┌─ Records shown
//! End-to-end tests against a real on-disk toolchain.
//!
//! These tests lay out a fake keel installation whose launcher is an
//! executable script, then drive it through the public API with the real
//! system runner. Script-based tests are unix-only.

use std::fs;
use std::path::{Path, PathBuf};

use tempfile::TempDir;

use capstan::ops::{generate_docs, generate_stubs, DocsConfig, StubsConfig};
use capstan::{BuildHost, GenerationOutcome, Scope, ToolchainError};

/// Route plugin logs to the test harness; `RUST_LOG` controls verbosity.
fn init_logging() {
    let _ = tracing_subscriber::fmt()
        .with_env_filter(tracing_subscriber::EnvFilter::from_default_env())
        .with_test_writer()
        .try_init();
}

/// Minimal build host that records registered source roots.
struct TestHost {
    base: PathBuf,
    roots: Vec<(Scope, PathBuf)>,
}

impl TestHost {
    fn new(base: &Path) -> Self {
        TestHost {
            base: base.to_path_buf(),
            roots: Vec::new(),
        }
    }
}

impl BuildHost for TestHost {
    fn base_dir(&self) -> &Path {
        &self.base
    }

    fn add_source_root(&mut self, scope: Scope, dir: &Path) {
        self.roots.push((scope, dir.to_path_buf()));
    }
}

const DESCRIPTOR: &str = r#"[toolchain]
name = "keel"
version = "1.8.2"

[[tool]]
name = "keelc"

[[tool.command]]
name = "stubs"
options = ["out-dir", "search-path"]

[[tool.command]]
name = "doc"
options = ["out-dir", "search-path", "title", "window-title"]
"#;

/// A launcher that behaves like keelc: `stubs` writes one header per
/// source into --out-dir, `doc` writes an index page.
#[cfg(unix)]
const LAUNCHER_SCRIPT: &str = r#"#!/bin/sh
command="$1"
shift
out=""
while [ "$#" -gt 0 ]; do
    case "$1" in
        --out-dir) out="$2"; shift 2 ;;
        --*) shift 2 ;;
        *)
            if [ "$command" = "stubs" ]; then
                name=$(basename "$1" .keel)
                printf 'struct %s;\n' "$name" > "$out/$name.h"
            fi
            shift
            ;;
    esac
done
if [ "$command" = "doc" ]; then
    printf '<html></html>\n' > "$out/index.html"
fi
"#;

#[cfg(unix)]
fn install_toolchain() -> TempDir {
    use std::os::unix::fs::PermissionsExt;

    let dir = TempDir::new().unwrap();
    fs::write(dir.path().join("keel.toml"), DESCRIPTOR).unwrap();
    let bin = dir.path().join("bin");
    fs::create_dir(&bin).unwrap();
    let launcher = bin.join("keelc");
    fs::write(&launcher, LAUNCHER_SCRIPT).unwrap();
    fs::set_permissions(&launcher, fs::Permissions::from_mode(0o755)).unwrap();
    dir
}

fn project_with_sources(names: &[&str]) -> TempDir {
    let dir = TempDir::new().unwrap();
    let sources = dir.path().join("interfaces");
    fs::create_dir(&sources).unwrap();
    for name in names {
        fs::write(sources.join(format!("{name}.keel")), "interface").unwrap();
    }
    dir
}

#[cfg(unix)]
#[test]
fn test_stub_generation_end_to_end() {
    init_logging();
    use std::time::SystemTime;

    let install = install_toolchain();
    let project = project_with_sources(&["widget", "frame"]);
    let mut host = TestHost::new(project.path());

    let config = StubsConfig {
        source_roots: vec![project.path().join("interfaces")],
        search_path: vec![install.path().to_path_buf()],
        output_dir: None,
        skip: false,
    };

    let outcome = generate_stubs(&mut host, &config).unwrap();

    let out_dir = project.path().join("generated/stubs/main");
    let outputs = outcome.outputs();
    assert_eq!(outputs.len(), 2);
    assert!(out_dir.join("widget.h").is_file());
    assert!(out_dir.join("frame.h").is_file());

    // Stub timestamps are normalized so they never win staleness checks.
    for output in outputs {
        let modified = fs::metadata(output).unwrap().modified().unwrap();
        assert_eq!(modified, SystemTime::UNIX_EPOCH);
    }

    // The generated directory is handed to the host exactly once.
    assert_eq!(host.roots.len(), 1);
    assert_eq!(host.roots[0], (Scope::Main, out_dir));
}

#[cfg(unix)]
#[test]
fn test_doc_generation_end_to_end() {
    init_logging();
    let install = install_toolchain();
    let project = project_with_sources(&["widget"]);
    let mut host = TestHost::new(project.path());

    let config = DocsConfig {
        source_roots: vec![project.path().join("interfaces")],
        search_path: vec![install.path().to_path_buf()],
        output_dir: None,
        title: Some("Widget API".to_string()),
        window_title: None,
        skip: false,
    };

    let outcome = generate_docs(&mut host, &config).unwrap();

    let out_dir = project.path().join("generated/doc/main");
    assert!(out_dir.join("index.html").is_file());
    assert!(!outcome.is_skipped());

    // Documentation is never registered as a source root.
    assert!(host.roots.is_empty());
}

#[cfg(unix)]
#[test]
fn test_explicit_output_dir_is_respected() {
    init_logging();
    let install = install_toolchain();
    let project = project_with_sources(&["widget"]);
    let mut host = TestHost::new(project.path());
    let custom = project.path().join("out/custom-stubs");

    let config = StubsConfig {
        source_roots: vec![project.path().join("interfaces")],
        search_path: vec![install.path().to_path_buf()],
        output_dir: Some(custom.clone()),
        skip: false,
    };

    generate_stubs(&mut host, &config).unwrap();

    assert!(custom.join("widget.h").is_file());
    assert_eq!(host.roots[0].1, custom);
}

#[test]
fn test_no_sources_is_a_skip() {
    init_logging();
    let project = TempDir::new().unwrap();
    let mut host = TestHost::new(project.path());

    let config = StubsConfig {
        source_roots: vec![project.path().join("no-such-dir")],
        search_path: Vec::new(),
        output_dir: None,
        skip: false,
    };

    let outcome = generate_stubs(&mut host, &config).unwrap();
    assert!(matches!(outcome, GenerationOutcome::Skipped { .. }));
    assert!(host.roots.is_empty());
}

#[test]
fn test_missing_toolchain_is_reported() {
    init_logging();
    let project = project_with_sources(&["widget"]);
    let empty = TempDir::new().unwrap();
    let mut host = TestHost::new(project.path());

    let config = StubsConfig {
        source_roots: vec![project.path().join("interfaces")],
        search_path: vec![empty.path().to_path_buf()],
        output_dir: None,
        skip: false,
    };

    let err = generate_stubs(&mut host, &config).unwrap_err();
    assert!(matches!(
        err.downcast_ref::<ToolchainError>(),
        Some(ToolchainError::ToolchainNotFound { .. })
    ));
    assert!(host.roots.is_empty());
}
└─
* _Assignment_
The lines sought are those in the data above that include the string "GenerationOutcome"; copy each one.

* _Response to this task_
use capstan::{BuildHost, GenerationOutcome, Scope, ToolchainError};
    assert!(matches!(outcome, GenerationOutcome::Skipped { .. }));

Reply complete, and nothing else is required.